▶ _What is expected_: In the material below, which lines hold the word "builder"? Pick each one out.
[Entries shown]
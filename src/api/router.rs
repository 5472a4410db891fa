use axum::{
    http::header::{HeaderValue, ACCEPT, AUTHORIZATION, CONTENT_TYPE, ORIGIN},
    http::{HeaderName, Method, Request, Response},
    routing::{get, post},
    Router,
};
use std::time::Duration;
use tower_http::{
    cors::{AllowOrigin, Any, CorsLayer},
    normalize_path::NormalizePathLayer,
    request_id::{MakeRequestUuid, PropagateRequestIdLayer, SetRequestIdLayer},
    trace::TraceLayer,
};
use tracing::Span;

use crate::api::{handlers, quiz};
use crate::core::{config::Settings, state::AppState};

pub(crate) fn router(state: AppState) -> Router {
    let cors = build_cors_layer(state.settings());

    let request_id_header = HeaderName::from_static("x-request-id");
    let request_id_header_for_span = request_id_header.clone();
    let trace_layer = TraceLayer::new_for_http()
        .make_span_with(move |request: &Request<_>| {
            let request_id = request
                .headers()
                .get(&request_id_header_for_span)
                .and_then(|value| value.to_str().ok())
                .unwrap_or("-");
            tracing::info_span!(
                "request",
                method = %request.method(),
                uri = %request.uri(),
                request_id = %request_id
            )
        })
        .on_response(|response: &Response<axum::body::Body>, latency: Duration, _span: &Span| {
            let status_label = response.status().as_u16().to_string();
            metrics::counter!(
                "http_requests_total",
                "status" => status_label.clone()
            )
            .increment(1);
            metrics::histogram!(
                "http_request_duration_seconds",
                "status" => status_label
            )
            .record(latency.as_secs_f64());
        });

    let mut router: Router<AppState> = Router::new()
        .route("/", get(handlers::root))
        .route("/start_quiz", post(quiz::start_quiz))
        .route("/submit", post(quiz::submit))
        .route("/log_activity", post(quiz::log_activity))
        .route("/health", get(handlers::health))
        .fallback(handlers::not_found)
        .layer(NormalizePathLayer::trim_trailing_slash())
        .layer(PropagateRequestIdLayer::new(request_id_header.clone()))
        .layer(SetRequestIdLayer::new(request_id_header, MakeRequestUuid))
        .layer(trace_layer)
        .layer(cors);

    if state.settings().telemetry().prometheus_enabled {
        router = router.route("/metrics", get(handlers::metrics));
    }

    router.with_state(state)
}

fn build_cors_layer(settings: &Settings) -> CorsLayer {
    let origins = settings
        .cors()
        .origins
        .iter()
        .filter_map(|origin| HeaderValue::from_str(origin).ok())
        .collect::<Vec<_>>();

    let base = CorsLayer::new()
        .allow_methods([Method::GET, Method::POST, Method::OPTIONS])
        .allow_headers([
            AUTHORIZATION,
            CONTENT_TYPE,
            ACCEPT,
            ORIGIN,
            HeaderName::from_static("x-request-id"),
        ])
        .expose_headers([HeaderName::from_static("x-request-id")])
        .max_age(Duration::from_secs(3600));

    if origins.is_empty() {
        base.allow_origin(Any)
    } else {
        base.allow_credentials(true).allow_origin(AllowOrigin::list(origins))
    }
}

#[cfg(test)]
mod tests {
    use super::router;
    use axum::{body::to_bytes, body::Body, http::Request, http::StatusCode};
    use tower::ServiceExt;

    use crate::core::config::Settings;
    use crate::core::redis::RedisHandle;
    use crate::core::state::AppState;
    use crate::test_support;

    fn build_state(settings: Settings) -> AppState {
        let db =
            sqlx::PgPool::connect_lazy(&settings.database().database_url()).expect("lazy pool");
        let redis = RedisHandle::new(settings.redis().redis_url());
        AppState::new(settings, db, redis)
    }

    #[tokio::test]
    async fn root_returns_login_payload() {
        let _guard = test_support::env_lock();
        test_support::set_test_env();

        let settings = Settings::load().expect("settings");
        let app = router(build_state(settings));

        let response = app
            .oneshot(Request::builder().uri("/").body(Body::empty()).unwrap())
            .await
            .expect("response");

        assert_eq!(response.status(), StatusCode::OK);
        let body = to_bytes(response.into_body(), usize::MAX).await.unwrap();
        let json: serde_json::Value = serde_json::from_slice(&body).unwrap();
        assert_eq!(json["message"], "Cactus quiz service");
        assert_eq!(json["quiz_title"], "Quiz");
    }

    #[tokio::test]
    async fn unknown_route_returns_json_404() {
        let _guard = test_support::env_lock();
        test_support::set_test_env();

        let settings = Settings::load().expect("settings");
        let app = router(build_state(settings));

        let response = app
            .oneshot(Request::builder().uri("/nope").body(Body::empty()).unwrap())
            .await
            .expect("response");

        assert_eq!(response.status(), StatusCode::NOT_FOUND);
        let body = to_bytes(response.into_body(), usize::MAX).await.unwrap();
        let json: serde_json::Value = serde_json::from_slice(&body).unwrap();
        assert_eq!(json["detail"], "Page not found");
    }

    #[tokio::test]
    async fn submit_without_token_is_rejected() {
        let _guard = test_support::env_lock();
        test_support::set_test_env();

        let settings = Settings::load().expect("settings");
        let app = router(build_state(settings));

        let response = app
            .oneshot(
                Request::builder()
                    .method("POST")
                    .uri("/submit")
                    .header("content-type", "application/x-www-form-urlencoded")
                    .body(Body::from("q1=A"))
                    .unwrap(),
            )
            .await
            .expect("response");

        assert_eq!(response.status(), StatusCode::UNAUTHORIZED);
    }

    #[tokio::test]
    async fn log_activity_without_session_reports_error_in_band() {
        let _guard = test_support::env_lock();
        test_support::set_test_env();

        let settings = Settings::load().expect("settings");
        let app = router(build_state(settings));

        let response = app
            .oneshot(
                Request::builder()
                    .method("POST")
                    .uri("/log_activity")
                    .header("content-type", "application/json")
                    .body(Body::from(r#"{"type":"copy_paste"}"#))
                    .unwrap(),
            )
            .await
            .expect("response");

        assert_eq!(response.status(), StatusCode::OK);
        let body = to_bytes(response.into_body(), usize::MAX).await.unwrap();
        let json: serde_json::Value = serde_json::from_slice(&body).unwrap();
        assert_eq!(json["status"], "error");
        assert_eq!(json["message"], "No active session");
    }
}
[/Entries shown]
▶ _Response to this exercise_:
            .oneshot(Request::builder().uri("/").body(Body::empty()).unwrap())
            .oneshot(Request::builder().uri("/nope").body(Body::empty()).unwrap())
                Request::builder()
                Request::builder()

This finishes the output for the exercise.